[Dataset entries]
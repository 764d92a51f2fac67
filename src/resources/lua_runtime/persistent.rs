//! Registry references that keep Lua values alive across stack frames.

use std::ffi::c_int;

use mlua::ffi;

use super::stack::{LuaStack, LuaType};

/// `luaL_ref` result for a nil value.
const REF_NIL: c_int = -1;

/// Integer handle into the runtime's registry table.
///
/// Created from the top of the stack with [`PersistentRef::create`] and freed
/// with [`PersistentRef::release`]. A handle that is never released keeps its
/// value alive for the lifetime of the runtime. Handles only mean something
/// inside the runtime that created them.
#[derive(Debug, PartialEq, Eq)]
pub struct PersistentRef(c_int);

impl PersistentRef {
    /// Pops the top slot and stores it in the registry.
    pub fn create(stack: &LuaStack) -> Self {
        Self(unsafe { ffi::luaL_ref(stack.as_ptr(), ffi::LUA_REGISTRYINDEX) })
    }

    /// Stores a copy of the slot at `index`, leaving the stack unchanged.
    pub fn from_slot(stack: &LuaStack, index: c_int) -> Self {
        stack.push_value(index);
        Self::create(stack)
    }

    /// Raw registry index.
    pub fn id(&self) -> c_int {
        self.0
    }

    /// Whether the referenced value was nil when the handle was created.
    pub fn is_nil(&self) -> bool {
        self.0 == REF_NIL
    }

    /// Pushes the referenced value and returns its tag.
    pub fn push(&self, stack: &LuaStack) -> LuaType {
        LuaType::from_raw(unsafe {
            ffi::lua_rawgeti(stack.as_ptr(), ffi::LUA_REGISTRYINDEX, self.0 as _)
        })
    }

    /// Frees the registry slot.
    pub fn release(self, stack: &LuaStack) {
        unsafe { ffi::luaL_unref(stack.as_ptr(), ffi::LUA_REGISTRYINDEX, self.0) }
    }
}

#[cfg(test)]
mod tests {
    use super::*;
    use crate::resources::lua_runtime::stack::LuaState;

    #[test]
    fn test_ref_survives_stack_pop() {
        let state = LuaState::new().unwrap();
        let stack = state.stack();
        stack.push_str("kept");
        let reference = PersistentRef::create(stack);
        assert_eq!(stack.top(), 0);

        assert_eq!(reference.push(stack), LuaType::String);
        assert_eq!(stack.to_string_lossy(-1).as_deref(), Some("kept"));
        stack.pop(1);
        reference.release(stack);
        assert_eq!(stack.top(), 0);
    }

    #[test]
    fn test_nil_ref() {
        let state = LuaState::new().unwrap();
        let stack = state.stack();
        stack.push_nil();
        let reference = PersistentRef::create(stack);
        assert!(reference.is_nil());
        assert_eq!(reference.push(stack), LuaType::Nil);
        stack.pop(1);
        reference.release(stack);
    }

    #[test]
    fn test_from_slot_keeps_original() {
        let state = LuaState::new().unwrap();
        let stack = state.stack();
        stack.new_table(0, 0);
        let reference = PersistentRef::from_slot(stack, -1);
        assert_eq!(stack.top(), 1);
        assert_eq!(reference.push(stack), LuaType::Table);
        assert!(stack.raw_equal(-1, -2));
        stack.pop(2);
        reference.release(stack);
    }
}
//! Lua scripting runtime for Storytime.
//!
//! This module is the two-way binding layer between the engine and its
//! embedded Lua 5.4 scripts, built directly on the C API.
//!
//! # Architecture
//!
//! The module is split into focused submodules:
//!
//! - [`stack`] - evaluation stack handle, owned state and the balance guard
//! - [`codec`] - [`Encode`]/[`Decode`] between native values and stack slots
//! - [`callable`] - [`CallableRef`], protected calls into script functions
//! - [`usertype`] - native structs exposed as script objects
//! - [`diagnostics`] - call-stack snapshots for error reports
//! - [`bindings`] - the `log` and `Keyboard` globals
//! - [`runtime`] - [`LuaRuntime`], the host-facing facade
//!
//! Every bridge operation leaves the stack at the depth it found it, except
//! where its documentation says it pushes a result. [`StackGuard`] checks
//! this on every exit path.
//!
//! # Example
//!
//! ```lua
//! -- From a Lua script
//! local pos = Vec2.new()
//! pos.x = 12.5
//! log.info("player at", pos.x, pos.y)
//! if Keyboard.is_pressed("SPACE") then jump() end
//! ```

pub mod bindings;
mod callable;
mod codec;
mod diagnostics;
mod error;
mod persistent;
mod runtime;
mod stack;
mod usertype;
mod value;

pub use callable::CallableRef;
pub use codec::{Decode, Encode, PushArgs};
pub use diagnostics::{CallStack, CallStackEntry, DEFAULT_MAX_DEPTH, PrintConfig, TraceConfig};
pub use error::{BridgeError, BridgeResult, CallErrorCode};
pub use persistent::PersistentRef;
pub use runtime::LuaRuntime;
pub use stack::{LuaStack, LuaState, LuaType, StackGuard, upvalue_index};
pub use usertype::{
    FieldAccessor, MemberField, USERDATA_ALIGN, Usertype, UsertypeMeta, UsertypeRegistry,
};
pub use value::{StackValue, describe};
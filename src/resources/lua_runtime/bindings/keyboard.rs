//! The `Keyboard` script global.
//!
//! ```lua
//! if Keyboard.is_pressed("SPACE") then jump() end
//! if Keyboard.is_pressed(Keyboard.keys.LEFT) then walk(-1) end
//! ```

use std::cell::RefCell;
use std::ffi::c_int;
use std::fmt;
use std::rc::Rc;

use mlua::ffi;

use crate::resources::input::{KEY_NAMES, KeySource, key_code};
use crate::resources::lua_runtime::diagnostics::contract_violation;
use crate::resources::lua_runtime::error::BridgeResult;
use crate::resources::lua_runtime::stack::{LuaStack, LuaType, StackGuard, upvalue_index};

/// Host-side state behind `Keyboard.is_pressed`.
///
/// The installed closure shares ownership of the binding, so the host may
/// keep its own handle to swap sources or drop it.
pub struct KeyboardBinding {
    source: RefCell<Rc<dyn KeySource>>,
}

impl KeyboardBinding {
    pub fn new(source: Rc<dyn KeySource>) -> Self {
        Self {
            source: RefCell::new(source),
        }
    }

    /// Swaps the key source. Closures installed earlier see the new one.
    pub fn set_source(&self, source: Rc<dyn KeySource>) {
        *self.source.borrow_mut() = source;
    }

    pub fn is_pressed(&self, code: i32) -> bool {
        self.source.borrow().is_pressed(code)
    }
}

impl fmt::Debug for KeyboardBinding {
    fn fmt(&self, f: &mut fmt::Formatter<'_>) -> fmt::Result {
        f.debug_struct("KeyboardBinding").finish_non_exhaustive()
    }
}

/// `Keyboard.is_pressed(key)`. Upvalues: binding.
unsafe extern "C-unwind" fn keyboard_is_pressed(state: *mut ffi::lua_State) -> c_int {
    let stack = unsafe { LuaStack::from_raw(state) };
    match unsafe { query_key(&stack) } {
        Ok(pressed) => {
            stack.push_boolean(pressed);
            1
        }
        Err(message) => unsafe { contract_violation(&stack, message) },
    }
}

/// Body of `Keyboard.is_pressed`. Codes with no key behind them read as
/// released; names and argument types the table does not know are errors.
unsafe fn query_key(stack: &LuaStack) -> Result<bool, String> {
    let Some(binding) = (unsafe { stack.shared_at::<KeyboardBinding>(upvalue_index(1)) }) else {
        return Ok(false);
    };

    let code = match stack.type_of(1) {
        LuaType::String => {
            let name = stack.to_string_lossy(1).unwrap_or_default();
            key_code(&name).ok_or_else(|| format!("unknown key name '{name}'"))?
        }
        LuaType::Number => match stack.to_integer(1) {
            Some(code) => match i32::try_from(code) {
                Ok(code) => code,
                Err(_) => return Ok(false),
            },
            None => {
                return Err(format!(
                    "Keyboard.is_pressed expects an integer key code, found {}",
                    stack.to_string_lossy(1).unwrap_or_default()
                ));
            }
        },
        other => {
            return Err(format!(
                "Keyboard.is_pressed expects a key name or code, found {}",
                other.name()
            ));
        }
    };
    Ok(binding.is_pressed(code))
}

/// Installs the global `Keyboard` table backed by `binding`.
pub fn install(stack: &LuaStack, binding: Rc<KeyboardBinding>) -> BridgeResult<()> {
    let _guard = StackGuard::new(stack);
    stack.ensure(4)?;
    stack.new_table(0, 2);

    if let Err(err) = stack.push_shared(binding) {
        stack.pop(1);
        return Err(err);
    }
    stack.push_closure(keyboard_is_pressed, 1);
    if let Err(err) = stack.set_field(-2, "is_pressed") {
        stack.pop(1);
        return Err(err);
    }

    stack.new_table(0, KEY_NAMES.len() as c_int);
    for &(name, code) in KEY_NAMES {
        stack.push_integer(i64::from(code));
        if let Err(err) = stack.set_field(-2, name) {
            stack.pop(2);
            return Err(err);
        }
    }
    if let Err(err) = stack.set_field(-2, "keys") {
        stack.pop(1);
        return Err(err);
    }

    stack.set_global("Keyboard")
}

• Goal of the exercise: Using the records above, copy each line that contains "diagnostics".

• Task solution:
//! - [`diagnostics`] - call-stack snapshots for error reports
mod diagnostics;
pub use diagnostics::{CallStack, CallStackEntry, DEFAULT_MAX_DEPTH, PrintConfig, TraceConfig};
use crate::resources::lua_runtime::diagnostics::contract_violation;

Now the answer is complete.